Controlling for something and ignoring something are not the same thing. Let's consider a universe in which only 3 variables exist: $Y$, $X_1$, and $X_2$. We want to build a regression model that predicts $Y$, and we are especially interested in its relationship with $X_1$. There are two basic possibilities.
- We could assess the relationship between $X_1$ and $Y$ while controlling for $X_2$:
Y = \beta_0 + \beta_1X_1 + \beta_2X_2
we could assess the relationship between $X_1$ and $Y$ while ignoring $X_2$:
Y = \beta_0 + \beta_1X_1
Granted, these are very simple models, but they constitute different ways of looking at how the relationship between $X_1$ and $Y$ manifests. Often, the estimated $\hat\beta_1$s might be similar in both models, but they can be quite different. What is most important in determining how different they are is the relationship (or lack thereof) between $X_1$ and $X_2$. Consider this figure:
In this scenario, $X_1$ is correlated with $X_2$. Since the plot is two-dimensional, it sort of ignores $X_2$ (perhaps ironically), so I have indicated the values of $X_2$ for each point with distinct symbols and colors (the pseudo-3D plot below provides another way to try to display the structure of the data). If we fit a regression model that ignored $X_2$, we would get the solid black regression line. If we fit a model that controlled for $X_2$, we would get a regression plane, which is again hard to plot, so I have plotted three slices through that plane where $X_2=1$, $X_2=2$, and $X_2=3$. Thus, we have the lines that show the relationship between $X_1$ and $Y$ that hold when we control for $X_2$. Of note, we see that controlling for $X_2$ does not yield a single line, but a set of lines.

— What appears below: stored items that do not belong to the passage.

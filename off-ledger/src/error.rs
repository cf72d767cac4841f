use scrypto::prelude::*;
use thiserror::Error;

/// Domain violations surfaced while pricing a trade. All of these are
/// synchronous and non-retryable: the engine is pure, so retrying with
/// the same inputs is meaningless. The caller translates them into a
/// user-facing message and refuses to build a settlement manifest.
#[derive(Error, Debug, Clone, PartialEq, Eq)]
pub enum MarketError {
    /// The pool proportion left the open interval (0, 1): reserves are
    /// exhausted or the trade is larger than the available liquidity.
    #[error("Proportion must be between 0 and 1. Proportion: {0}")]
    DegenerateProportion(Decimal),
    /// The curve-implied exchange rate (pre-fee, post-fee or last
    /// recorded) does not exceed 1, violating the time value of the
    /// principal token.
    #[error("Exchange rate must be greater than 1. Exchange rate: {0}")]
    NonInvertibleRate(PreciseDecimal),
    #[error("Combined pool reserves cannot be zero")]
    ZeroDenominator,
    #[error("Market has reached its maturity")]
    Expired,
    #[error("Trade is larger than the market's capacity. Proportion: {0}")]
    MaxMarketProportionReached(Decimal),
    #[error("Unable to approximate trade size within {0} iterations")]
    ApproxExhausted(u32),
    #[error("Arithmetic error: {0}")]
    ArithmeticError(&'static str),
}
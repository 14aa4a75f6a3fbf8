//! Cache namespace storage for the interception worker.

use super::model::CachedResponse;
use super::repo::Pool;
use anyhow::{Context, Result};
use chrono::{DateTime, Utc};
use sqlx::Row;
use tracing::instrument;

/// Create the namespace if it does not exist yet.
#[instrument(skip_all, fields(namespace = name))]
pub async fn open_namespace(pool: &Pool, name: &str) -> Result<()> {
    sqlx::query("INSERT OR IGNORE INTO cache_namespaces (name) VALUES (?)")
        .bind(name)
        .execute(pool)
        .await
        .with_context(|| format!("failed to open cache namespace {}", name))?;
    Ok(())
}

/// Namespace names in creation order.
pub async fn list_namespaces(pool: &Pool) -> Result<Vec<String>> {
    let names = sqlx::query_scalar("SELECT name FROM cache_namespaces ORDER BY rowid ASC")
        .fetch_all(pool)
        .await?;
    Ok(names)
}

/// Drop a namespace with all of its entries. Returns whether it existed.
#[instrument(skip_all, fields(namespace = name))]
pub async fn delete_namespace(pool: &Pool, name: &str) -> Result<bool> {
    let mut tx = pool.begin().await?;
    sqlx::query("DELETE FROM cache_entries WHERE namespace = ?")
        .bind(name)
        .execute(&mut *tx)
        .await?;
    let res = sqlx::query("DELETE FROM cache_namespaces WHERE name = ?")
        .bind(name)
        .execute(&mut *tx)
        .await?;
    tx.commit().await?;
    Ok(res.rows_affected() > 0)
}

/// Store a response under `request_key`, replacing any earlier copy in the
/// same namespace. Opens the namespace on first use.
#[instrument(skip_all, fields(namespace = namespace, request_key = request_key))]
pub async fn put_response(
    pool: &Pool,
    namespace: &str,
    request_key: &str,
    status: u16,
    content_type: Option<&str>,
    body: &[u8],
) -> Result<()> {
    open_namespace(pool, namespace).await?;
    sqlx::query(
        "INSERT INTO cache_entries (namespace, request_key, status, content_type, body, stored_at) \
         VALUES (?, ?, ?, ?, ?, ?) \
         ON CONFLICT(namespace, request_key) DO UPDATE SET status = excluded.status, \
         content_type = excluded.content_type, body = excluded.body, stored_at = excluded.stored_at",
    )
    .bind(namespace)
    .bind(request_key)
    .bind(i64::from(status))
    .bind(content_type)
    .bind(body)
    .bind(Utc::now())
    .execute(pool)
    .await
    .context("failed to store cached response")?;
    Ok(())
}

/// Look up `request_key`. With a namespace the search is limited to it;
/// without one, namespaces are searched in creation order and the first
/// hit wins.
pub async fn match_response(
    pool: &Pool,
    namespace: Option<&str>,
    request_key: &str,
) -> Result<Option<CachedResponse>> {
    let row = match namespace {
        Some(ns) => {
            sqlx::query(
                "SELECT namespace, request_key, status, content_type, body, stored_at \
                 FROM cache_entries WHERE namespace = ? AND request_key = ?",
            )
            .bind(ns)
            .bind(request_key)
            .fetch_optional(pool)
            .await?
        }
        None => {
            sqlx::query(
                "SELECT e.namespace, e.request_key, e.status, e.content_type, e.body, e.stored_at \
                 FROM cache_entries e JOIN cache_namespaces n ON n.name = e.namespace \
                 WHERE e.request_key = ? ORDER BY n.rowid ASC LIMIT 1",
            )
            .bind(request_key)
            .fetch_optional(pool)
            .await?
        }
    };

    let Some(row) = row else {
        return Ok(None);
    };
    let status: i64 = row.get("status");
    let stored_at: DateTime<Utc> = row.get("stored_at");
    Ok(Some(CachedResponse {
        namespace: row.get("namespace"),
        request_key: row.get("request_key"),
        status: u16::try_from(status).unwrap_or(200),
        content_type: row.get("content_type"),
        body: row.get("body"),
        stored_at,
    }))
}

pub async fn count_entries(pool: &Pool, namespace: &str) -> Result<i64> {
    let count = sqlx::query_scalar("SELECT COUNT(*) FROM cache_entries WHERE namespace = ?")
        .bind(namespace)
        .fetch_one(pool)
        .await?;
    Ok(count)
}

#[cfg(test)]
mod tests {
    use super::*;
    use crate::db::init_memory_pool;

    #[tokio::test]
    async fn match_searches_namespaces_in_creation_order() {
        let pool = init_memory_pool().await.unwrap();
        open_namespace(&pool, "app-static-v1").await.unwrap();
        open_namespace(&pool, "app-dynamic-v1").await.unwrap();
        put_response(&pool, "app-dynamic-v1", "GET /a", 200, None, b"dyn")
            .await
            .unwrap();
        put_response(&pool, "app-static-v1", "GET /a", 200, Some("text/css"), b"static")
            .await
            .unwrap();

        let hit = match_response(&pool, None, "GET /a").await.unwrap().unwrap();
        assert_eq!(hit.namespace, "app-static-v1");
        assert_eq!(hit.body, b"static".to_vec());

        let scoped = match_response(&pool, Some("app-dynamic-v1"), "GET /a")
            .await
            .unwrap()
            .unwrap();
        assert_eq!(scoped.body, b"dyn".to_vec());
        assert!(match_response(&pool, None, "GET /b").await.unwrap().is_none());
    }

    #[tokio::test]
    async fn delete_namespace_removes_entries() {
        let pool = init_memory_pool().await.unwrap();
        put_response(&pool, "app-api-v1", "GET /api/quotes", 200, None, b"[]")
            .await
            .unwrap();
        assert_eq!(count_entries(&pool, "app-api-v1").await.unwrap(), 1);

        assert!(delete_namespace(&pool, "app-api-v1").await.unwrap());
        assert!(!delete_namespace(&pool, "app-api-v1").await.unwrap());
        assert_eq!(count_entries(&pool, "app-api-v1").await.unwrap(), 0);
        assert!(list_namespaces(&pool).await.unwrap().is_empty());
    }
}
use crate::db::CachedResponse;
use anyhow::{Context, Result};
use async_trait::async_trait;
use reqwest::{header, Client, Url};
use serde::Serialize;
use std::fmt;
use std::time::Duration;
use thiserror::Error;
use tracing::debug;

#[derive(Debug, Clone, Copy, PartialEq, Eq)]
pub enum Method {
    Get,
    Post,
    Put,
    Delete,
}

impl Method {
    pub fn as_str(&self) -> &'static str {
        match self {
            Method::Get => "GET",
            Method::Post => "POST",
            Method::Put => "PUT",
            Method::Delete => "DELETE",
        }
    }
}

impl fmt::Display for Method {
    fn fmt(&self, f: &mut fmt::Formatter<'_>) -> fmt::Result {
        f.write_str(self.as_str())
    }
}

#[derive(Debug, Clone, PartialEq)]
pub struct Request {
    pub method: Method,
    pub url: Url,
    pub accept: Option<String>,
    pub content_type: Option<String>,
    pub body: Option<Vec<u8>>,
}

impl Request {
    pub fn get(url: Url) -> Self {
        Self {
            method: Method::Get,
            url,
            accept: None,
            content_type: None,
            body: None,
        }
    }

    /// A page navigation, as a browser would send it.
    pub fn navigate(url: Url) -> Self {
        Self {
            accept: Some("text/html,application/xhtml+xml".into()),
            ..Self::get(url)
        }
    }

    pub fn delete(url: Url) -> Self {
        Self {
            method: Method::Delete,
            ..Self::get(url)
        }
    }

    pub fn json<T: Serialize>(method: Method, url: Url, body: &T) -> serde_json::Result<Self> {
        Ok(Self {
            method,
            url,
            accept: Some("application/json".into()),
            content_type: Some("application/json".into()),
            body: Some(serde_json::to_vec(body)?),
        })
    }

    pub fn is_navigation(&self) -> bool {
        self.accept
            .as_deref()
            .map(|a| a.contains("text/html"))
            .unwrap_or(false)
    }

    /// Request identity used for cache lookups: method plus full URL.
    pub fn cache_key(&self) -> String {
        format!("{} {}", self.method, self.url)
    }
}

#[derive(Debug, Clone, Copy, PartialEq, Eq)]
pub enum ResponseSource {
    Network,
    Cache,
    /// Synthesized by the interception layer while offline.
    Fallback,
}

#[derive(Debug, Clone, PartialEq)]
pub struct Response {
    pub status: u16,
    pub content_type: Option<String>,
    pub body: Vec<u8>,
    pub source: ResponseSource,
}

impl Response {
    pub fn synthesized(status: u16, content_type: &str, body: impl Into<Vec<u8>>) -> Self {
        Self {
            status,
            content_type: Some(content_type.to_string()),
            body: body.into(),
            source: ResponseSource::Fallback,
        }
    }

    pub fn is_success(&self) -> bool {
        (200..300).contains(&self.status)
    }

    pub fn is_offline_fallback(&self) -> bool {
        self.source == ResponseSource::Fallback
    }

    pub fn json<T: serde::de::DeserializeOwned>(&self) -> serde_json::Result<T> {
        serde_json::from_slice(&self.body)
    }

    pub fn text(&self) -> String {
        String::from_utf8_lossy(&self.body).into_owned()
    }
}

impl From<CachedResponse> for Response {
    fn from(c: CachedResponse) -> Self {
        Self {
            status: c.status,
            content_type: c.content_type,
            body: c.body,
            source: ResponseSource::Cache,
        }
    }
}

#[derive(Debug, Clone, Error, PartialEq, Eq)]
pub enum FetchError {
    #[error("network unreachable: {0}")]
    Transport(String),
    #[error("interception worker is not running")]
    WorkerGone,
}

/// Anything that turns a request into a response: the network itself, or
/// the interception worker sitting in front of it.
#[async_trait]
pub trait Fetch: Send + Sync {
    async fn fetch(&self, request: Request) -> Result<Response, FetchError>;
}

/// Plain network transport over reqwest.
#[derive(Debug, Clone)]
pub struct NetworkFetcher {
    http: Client,
}

impl NetworkFetcher {
    pub fn new(timeout: Duration) -> Result<Self> {
        let http = Client::builder()
            .user_agent(concat!("quote-sync/", env!("CARGO_PKG_VERSION")))
            .timeout(timeout)
            .build()
            .context("failed to build HTTP client")?;
        Ok(Self { http })
    }
}

#[async_trait]
impl Fetch for NetworkFetcher {
    async fn fetch(&self, request: Request) -> Result<Response, FetchError> {
        let method = match request.method {
            Method::Get => reqwest::Method::GET,
            Method::Post => reqwest::Method::POST,
            Method::Put => reqwest::Method::PUT,
            Method::Delete => reqwest::Method::DELETE,
        };
        let mut builder = self.http.request(method, request.url.clone());
        if let Some(accept) = &request.accept {
            builder = builder.header(header::ACCEPT, accept);
        }
        if let Some(ct) = &request.content_type {
            builder = builder.header(header::CONTENT_TYPE, ct);
        }
        if let Some(body) = request.body {
            builder = builder.body(body);
        }

        let res = builder
            .send()
            .await
            .map_err(|e| FetchError::Transport(e.to_string()))?;
        let status = res.status().as_u16();
        let content_type = res
            .headers()
            .get(header::CONTENT_TYPE)
            .and_then(|v| v.to_str().ok())
            .map(str::to_string);
        let body = res
            .bytes()
            .await
            .map_err(|e| FetchError::Transport(e.to_string()))?
            .to_vec();
        debug!(method = %request.method, url = %request.url, status, "network response");
        Ok(Response {
            status,
            content_type,
            body,
            source: ResponseSource::Network,
        })
    }
}

#[cfg(test)]
mod tests {
    use super::*;

    #[test]
    fn navigation_is_detected_from_accept() {
        let url = Url::parse("http://localhost/dashboard").unwrap();
        assert!(Request::navigate(url.clone()).is_navigation());
        assert!(!Request::get(url.clone()).is_navigation());
        assert_eq!(
            Request::get(url).cache_key(),
            "GET http://localhost/dashboard"
        );
    }
}
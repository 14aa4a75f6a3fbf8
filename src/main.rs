use anyhow::{bail, Context, Result};
use clap::{Args as ClapArgs, Parser, Subcommand, ValueEnum};
use reqwest::Url;
use std::path::PathBuf;
use std::sync::Arc;
use std::time::Duration;
use tracing::{info, warn};

use quote_sync::config;
use quote_sync::connectivity::Connectivity;
use quote_sync::db;
use quote_sync::intercept::{Fetch, NetworkFetcher, Phase, Worker, WorkerConfig};
use quote_sync::model::{QuotePatch, QuotePayload, QuoteStatus, QueueKind, RecordId};
use quote_sync::remote::HttpRemote;
use quote_sync::{SyncEngine, SyncSummary};

#[derive(Debug, Parser)]
#[command(author, version, about = "Offline-first quotation client")]
struct Args {
    /// Path to YAML config file
    #[arg(long, default_value = "config.yaml")]
    config: PathBuf,

    /// Start disconnected: mutations are queued, nothing is sent
    #[arg(long)]
    offline: bool,

    #[command(subcommand)]
    command: Command,
}

#[derive(Debug, Subcommand)]
enum Command {
    /// Show the visible quotes, queued ones included
    List,
    /// Show connectivity, queue counts and every queued entry
    Status,
    /// Queue a new quote
    Create(CreateArgs),
    /// Queue an edit of an existing quote
    Edit {
        id: String,
        #[command(flatten)]
        fields: EditArgs,
    },
    /// Queue a deletion
    Delete { id: String },
    /// Drop a pending edit
    CancelEdit { id: i64 },
    /// Drop a pending deletion
    CancelDelete { id: i64 },
    /// Re-arm a failed entry and replay its queue
    Retry {
        #[arg(value_enum)]
        queue: QueueArg,
        id: String,
    },
    /// Replay all queues against the remote
    Sync,
    /// Reload the quote list from the remote
    Refresh,
    /// Keep checking the remote and reconcile whenever it becomes reachable
    Watch {
        /// Seconds between reachability checks
        #[arg(long, default_value_t = 15)]
        interval: u64,
    },
}

#[derive(Debug, ClapArgs)]
struct CreateArgs {
    #[arg(long)]
    product: String,
    #[arg(long)]
    quantity: i64,
    #[arg(long, default_value = "")]
    packaging: String,
    #[arg(long, default_value_t = 0.0)]
    price: f64,
    #[arg(long, default_value = "")]
    notes: String,
    #[arg(long, value_parser = parse_status)]
    status: Option<QuoteStatus>,
}

#[derive(Debug, ClapArgs)]
struct EditArgs {
    #[arg(long)]
    product: Option<String>,
    #[arg(long)]
    quantity: Option<i64>,
    #[arg(long)]
    packaging: Option<String>,
    #[arg(long)]
    price: Option<f64>,
    #[arg(long)]
    notes: Option<String>,
    #[arg(long, value_parser = parse_status)]
    status: Option<QuoteStatus>,
}

#[derive(Debug, Clone, Copy, ValueEnum)]
enum QueueArg {
    Create,
    Update,
    Delete,
}

impl From<QueueArg> for QueueKind {
    fn from(q: QueueArg) -> Self {
        match q {
            QueueArg::Create => QueueKind::Create,
            QueueArg::Update => QueueKind::Update,
            QueueArg::Delete => QueueKind::Delete,
        }
    }
}

fn parse_status(s: &str) -> Result<QuoteStatus, String> {
    QuoteStatus::parse_status(s).ok_or_else(|| format!("unknown status '{}'", s))
}

#[tokio::main]
async fn main() -> Result<()> {
    tracing_subscriber::fmt()
        .with_env_filter(tracing_subscriber::EnvFilter::from_default_env())
        .with_target(false)
        .compact()
        .init();

    let args = Args::parse();
    let cfg = config::load(Some(&args.config))?;
    cfg.ensure_dirs()?;

    let pool = db::init_pool(&cfg.database_url()).await?;
    db::run_migrations(&pool).await?;

    let network: Arc<dyn Fetch> = Arc::new(NetworkFetcher::new(Duration::from_secs(
        cfg.remote.timeout_secs,
    ))?);
    let (worker, worker_task) =
        Worker::spawn(pool.clone(), network.clone(), WorkerConfig::from_config(&cfg)?).await?;
    if !args.offline && cfg.cache.auto_activate && worker.phase().await? != Phase::Active {
        match worker.install().await {
            Ok(report) => info!(?report, "interception worker installed"),
            Err(err) => warn!(?err, "interception worker install failed; requests go straight to the network"),
        }
    }

    let base_url = Url::parse(&cfg.remote.base_url).context("invalid remote.base_url")?;
    let remote = Arc::new(HttpRemote::new(base_url.clone(), Arc::new(worker.clone())));
    let engine = SyncEngine::open(
        pool,
        remote,
        cfg.sync.clone(),
        Connectivity::from_online(!args.offline),
    )
    .await?;

    let result = match args.command {
        Command::Watch { interval } => {
            info!(interval, "watching connectivity; ctrl-c to stop");
            engine
                .follow_connectivity(
                    network.as_ref(),
                    &base_url,
                    Duration::from_secs(interval.max(1)),
                    async {
                        if let Err(err) = tokio::signal::ctrl_c().await {
                            warn!(?err, "failed to listen for ctrl-c");
                        }
                    },
                )
                .await;
            Ok(())
        }
        command => run(&engine, command).await,
    };

    worker.drain().await.ok();
    worker.shutdown().await;
    if let Err(err) = worker_task.await {
        warn!(?err, "interception worker ended abnormally");
    }
    result
}

async fn run(engine: &SyncEngine, command: Command) -> Result<()> {
    match command {
        Command::List => print_quotes(engine).await,
        Command::Status => print_status(engine).await,
        Command::Create(c) => {
            if c.product.trim().is_empty() {
                bail!("product must not be empty");
            }
            if c.quantity <= 0 {
                bail!("quantity must be positive");
            }
            let mut payload = QuotePayload::new(c.product, c.quantity);
            payload.desired_packaging = c.packaging;
            payload.estimated_price = c.price;
            payload.notes = c.notes;
            payload.status = c.status.unwrap_or_default();
            let temp_id = engine.enqueue_create(payload).await?;
            println!("queued {}", temp_id);
            sync_if_online(engine).await
        }
        Command::Edit { id, fields } => {
            let patch = QuotePatch {
                product: fields.product,
                quantity: fields.quantity,
                desired_packaging: fields.packaging,
                estimated_price: fields.price,
                notes: fields.notes,
                status: fields.status,
            };
            if patch.is_empty() {
                bail!("nothing to edit; pass at least one field");
            }
            let outcome = engine.enqueue_update(&RecordId::parse(&id), patch).await?;
            println!("{:?}", outcome);
            sync_if_online(engine).await
        }
        Command::Delete { id } => {
            let outcome = engine.enqueue_delete(&RecordId::parse(&id)).await?;
            println!("{:?}", outcome);
            sync_if_online(engine).await
        }
        Command::CancelEdit { id } => engine.cancel_pending_update(id).await,
        Command::CancelDelete { id } => engine.cancel_pending_delete(id).await,
        Command::Retry { queue, id } => {
            match engine.retry(queue.into(), &RecordId::parse(&id)).await? {
                Some(report) => println!(
                    "{}: {} succeeded, {} failed, {} skipped",
                    report.kind.as_str(),
                    report.succeeded,
                    report.failed,
                    report.skipped
                ),
                None => println!("retry armed; offline"),
            }
            Ok(())
        }
        Command::Sync => {
            let summary = engine.trigger_sync().await?;
            print_summary(&summary);
            Ok(())
        }
        Command::Refresh => {
            match engine.refresh().await? {
                Some(n) => println!("refreshed {} quotes", n),
                None => println!("offline; nothing refreshed"),
            }
            Ok(())
        }
        Command::Watch { .. } => bail!("watch is handled before dispatch"),
    }
}

async fn sync_if_online(engine: &SyncEngine) -> Result<()> {
    if engine.is_online() {
        let summary = engine.trigger_sync().await?;
        print_summary(&summary);
    }
    Ok(())
}

fn print_summary(summary: &SyncSummary) {
    for r in &summary.reports {
        println!(
            "{:<6} succeeded={} failed={} skipped={}",
            r.kind.as_str(),
            r.succeeded,
            r.failed,
            r.skipped
        );
    }
    if summary.refreshed {
        println!("snapshot refreshed");
    }
}

async fn print_quotes(engine: &SyncEngine) -> Result<()> {
    for q in engine.snapshot().await {
        let mut flags = Vec::new();
        if q.is_queued {
            flags.push("queued");
        }
        if q.pending_edit {
            flags.push("edit");
        }
        if q.pending_delete {
            flags.push("delete");
        }
        println!(
            "{:<28} {:<24} qty={:<6} {:<9} {:>10.2} {}",
            q.id.to_string(),
            q.product,
            q.quantity,
            q.status.as_str(),
            q.estimated_price,
            flags.join(",")
        );
    }
    Ok(())
}

async fn print_status(engine: &SyncEngine) -> Result<()> {
    let state = engine.state().await;
    let counts = state.counts();
    println!(
        "connectivity: {}",
        if engine.is_online() { "online" } else { "offline" }
    );
    println!(
        "queued: create={} update={} delete={}",
        counts.create, counts.update, counts.delete
    );
    match state.last_refresh() {
        Some(at) => println!("last refresh: {}", at.to_rfc3339()),
        None => println!("last refresh: never"),
    }
    for c in state.creates() {
        println!(
            "  create {} {} retries={}",
            c.temp_id,
            c.status.as_str(),
            c.retries
        );
    }
    for u in state.updates() {
        println!("  update {} {} retries={}", u.target, u.status.as_str(), u.retries);
    }
    for d in state.deletes() {
        println!("  delete {} {} retries={}", d.target, d.status.as_str(), d.retries);
    }
    Ok(())
}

Another way to think about the distinction between ignoring and controlling for another variable, is to consider the distinction between a marginal distribution and a conditional distribution. Consider this figure:
(This is taken from my answer here: What is the intuition behind conditional Gaussian distributions?)
If you look at the normal curve drawn to the left of the main figure, that is the marginal distribution of $Y$. It is the distribution of $Y$ if we ignore its relationship with $X$. Within the main figure, there are two normal curves representing conditional distributions of $Y$ when $X_1 = 25$ and $X_1 = 45$. The conditional distributions control for the level of $X_1$, whereas the marginal distribution ignores it.